Much time and energy has been spent and books have been written on the art and science of blending, with the sole purpose of creating a concoction that is much better in the cup than the sum of its parts.
What is Mocha?
Is it Chocolate? Is it Coffee? Both or neither? Mocha is actually a port on the Arabian Peninsula in a distant land, now called Yemen.
Yemen, although across the Red Sea from Ethiopia, where the mother of all coffees still grows wild, was the first to actually cultivate and commercialize coffee. This exotic “Mocha” coffee (now known as Arabian Yemen Mocha ) was then popularized in Europe and many thought it had an after taste similar to Chocolate. No wonder no one knows what’s what! Anyway, next thing you know we have Café Mochas and Mocha Lattes and on and on.
What is Java?
The real answer to this question (as above) is another question. WHERE is Java? Java has become synonymous with coffee. Here is the reason, more or less. Due to some killer coffee marketing by the Dutch on one of the main Indonesian islands, yep, that would be-Java, a new slang term took hold. Now java is coffee, and coffee is java.
What is Mocha-Java?
Well, this is where all reason goes south! Shouldn’t this be some kind of great chocolaty coffee drink? Well,it sounds like a blend of something anyway!
Mocha-Java is actually and for real, the mother of all coffee blends. It is a combination of equal parts, more or less, of Mocha (Yemen) coffee, you know from that port we talked about, and Java. No, not just any coffee, but Java coffee from the island in Indonesia discussed earlier.
So Mocha-Java is the oldest blend known, from actual places of the same name! Oh, and by the way, after all these years, it’s still one of the most wonderful Coffees of the World! Now don’t assume that you’ll be getting the real deal if you decide to try this blend.
Many specialty coffee houses don’t even purchase real Mocha/Yemen or Java. They take similar tasting coffee, blend away, and then call it Mocha-Java. This doesn’t mean it won’t be reasonably good. It just won’t be blended from the Classic coffees that gave the blend its name.
What in the world is a peaberry?
Every once in a while you’ll come across a varietal that is followed by that mysterious word-peaberry. Don’t fret. No one has blended chicken feed into your coffee!
One in every ten coffee beans, give or take a bean, is a peaberry.

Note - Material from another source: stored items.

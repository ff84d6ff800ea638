use anyhow::Result;
use regex::Regex;
use std::fmt;

lazy_static::lazy_static! {
    // Release tags are strict: vMAJOR.MINOR.PATCH with an optional
    // -{alpha|beta|rc}.N suffix. Anything looser is rejected up front.
    static ref TAG_PATTERN: Regex =
        Regex::new(r"^v(\d+)\.(\d+)\.(\d+)(?:-(alpha|beta|rc)\.(\d+))?$").unwrap();
}

/// Pre-release channel ordering: alpha < beta < rc < stable
#[derive(Debug, Clone, Copy, PartialEq, Eq, PartialOrd, Ord)]
pub enum Channel {
    Alpha,
    Beta,
    Rc,
}

impl Channel {
    pub fn as_str(&self) -> &'static str {
        match self {
            Channel::Alpha => "alpha",
            Channel::Beta => "beta",
            Channel::Rc => "rc",
        }
    }

    fn parse(s: &str) -> Option<Channel> {
        match s {
            "alpha" => Some(Channel::Alpha),
            "beta" => Some(Channel::Beta),
            "rc" => Some(Channel::Rc),
            _ => None,
        }
    }
}

/// A concrete release tag like `v1.2.3` or `v1.2.3-beta.4`
#[derive(Debug, Clone, PartialEq, Eq)]
pub struct ReleaseTag {
    pub major: u32,
    pub minor: u32,
    pub patch: u32,
    pub pre: Option<(Channel, u32)>,
}

impl ReleaseTag {
    /// Parses a tag against the strict release grammar.
    pub fn parse(token: &str) -> Result<ReleaseTag> {
        let caps = TAG_PATTERN.captures(token).ok_or_else(|| {
            anyhow::anyhow!(
                "invalid version '{}': expected a tag like v1.2.3 or v1.2.3-beta.4",
                token
            )
        })?;

        let part = |i: usize| -> Result<u32> {
            caps.get(i)
                .map(|m| m.as_str())
                .unwrap_or("0")
                .parse::<u32>()
                .map_err(|_| anyhow::anyhow!("version component out of range in '{}'", token))
        };

        let pre = match caps.get(4) {
            Some(channel) => {
                // The grammar only admits the three known channel names
                let channel = Channel::parse(channel.as_str())
                    .ok_or_else(|| anyhow::anyhow!("unknown pre-release channel in '{}'", token))?;
                Some((channel, part(5)?))
            }
            None => None,
        };

        Ok(ReleaseTag {
            major: part(1)?,
            minor: part(2)?,
            patch: part(3)?,
            pre,
        })
    }

    pub fn is_prerelease(&self) -> bool {
        self.pre.is_some()
    }
}

impl fmt::Display for ReleaseTag {
    fn fmt(&self, f: &mut fmt::Formatter<'_>) -> fmt::Result {
        write!(f, "v{}.{}.{}", self.major, self.minor, self.patch)?;
        if let Some((channel, n)) = self.pre {
            write!(f, "-{}.{}", channel.as_str(), n)?;
        }
        Ok(())
    }
}

/// What the user asked to install: the latest published release, or a
/// specific tag. Resolved to a concrete `ReleaseTag` before any artifact
/// is fetched.
#[derive(Debug, Clone, PartialEq, Eq)]
pub enum VersionSpec {
    Latest,
    Exact(ReleaseTag),
}

impl VersionSpec {
    /// Parses a user-supplied version token. This runs during argument
    /// parsing, before the installer has any side effects.
    pub fn parse(token: &str) -> Result<VersionSpec> {
        if token == "latest" {
            return Ok(VersionSpec::Latest);
        }
        if token.is_empty() {
            anyhow::bail!("version may not be empty: expected \"latest\" or a tag like v1.2.3");
        }
        Ok(VersionSpec::Exact(ReleaseTag::parse(token)?))
    }
}

impl fmt::Display for VersionSpec {
    fn fmt(&self, f: &mut fmt::Formatter<'_>) -> fmt::Result {
        match self {
            VersionSpec::Latest => write!(f, "latest"),
            VersionSpec::Exact(tag) => write!(f, "{}", tag),
        }
    }
}

#[cfg(test)]
mod tests {
    use super::*;

    #[test]
    fn test_accepts_latest_marker() {
        assert_eq!(VersionSpec::parse("latest").unwrap(), VersionSpec::Latest);
    }

    #[test]
    fn test_accepts_stable_tag() {
        let spec = VersionSpec::parse("v1.2.3").unwrap();
        let tag = match spec {
            VersionSpec::Exact(tag) => tag,
            other => panic!("expected exact tag, got {:?}", other),
        };
        assert_eq!((tag.major, tag.minor, tag.patch), (1, 2, 3));
        assert!(!tag.is_prerelease());
    }

    #[test]
    fn test_accepts_prerelease_tags() {
        for (token, channel, n) in [
            ("v1.2.3-beta.4", Channel::Beta, 4),
            ("v1.2.3-rc.1", Channel::Rc, 1),
            ("v1.2.3-alpha.2", Channel::Alpha, 2),
        ] {
            let tag = ReleaseTag::parse(token).unwrap();
            assert_eq!(tag.pre, Some((channel, n)), "token: {}", token);
            assert!(tag.is_prerelease());
        }
    }

    #[test]
    fn test_rejects_missing_v_prefix() {
        assert!(VersionSpec::parse("1.2.3").is_err());
    }

    #[test]
    fn test_rejects_short_version() {
        assert!(VersionSpec::parse("v1.2").is_err());
    }

    #[test]
    fn test_rejects_prerelease_without_number() {
        assert!(VersionSpec::parse("v1.2.3-beta").is_err());
    }

    #[test]
    fn test_rejects_empty_token() {
        assert!(VersionSpec::parse("").is_err());
    }

    #[test]
    fn test_rejects_unknown_channel() {
        assert!(VersionSpec::parse("v1.2.3-nightly.1").is_err());
    }

    #[test]
    fn test_display_round_trips() {
        for token in ["v1.2.3", "v0.10.0-rc.2", "v2.0.0-alpha.11"] {
            assert_eq!(ReleaseTag::parse(token).unwrap().to_string(), token);
        }
        assert_eq!(VersionSpec::Latest.to_string(), "latest");
    }

    #[test]
    fn test_channel_ordering() {
        assert!(Channel::Alpha < Channel::Beta);
        assert!(Channel::Beta < Channel::Rc);
    }
}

A peaberry is a botanical anomaly where the bean forms as a whole rather than two halves. (flat berries) These beans, or peaberries are thought by some to have mystical quality that comes through in the cup. (Since all of the goodness of the coffee is present in one bean instead of two halves)
Is there any truth to that? Well, if you’ve never partaken, you’ll just have to decide on your own. However, for whatever reason, the peaberry is sorted out and sold separately! I will also add that I have tried and greatly enjoyed every peaberry I could get my hands on!
NOTE: I pride myself in providing the wonderful coffee selections that I discuss on this website. If you would like to check out our offerings of fresh roasted coffee, please visit:
Depending on your browser, clicking on any of the description links below ahould open that page in a new window. When you have finished browsing, just close the page and you will be right here where you left off! If your browser does not allow this, then just use your back button...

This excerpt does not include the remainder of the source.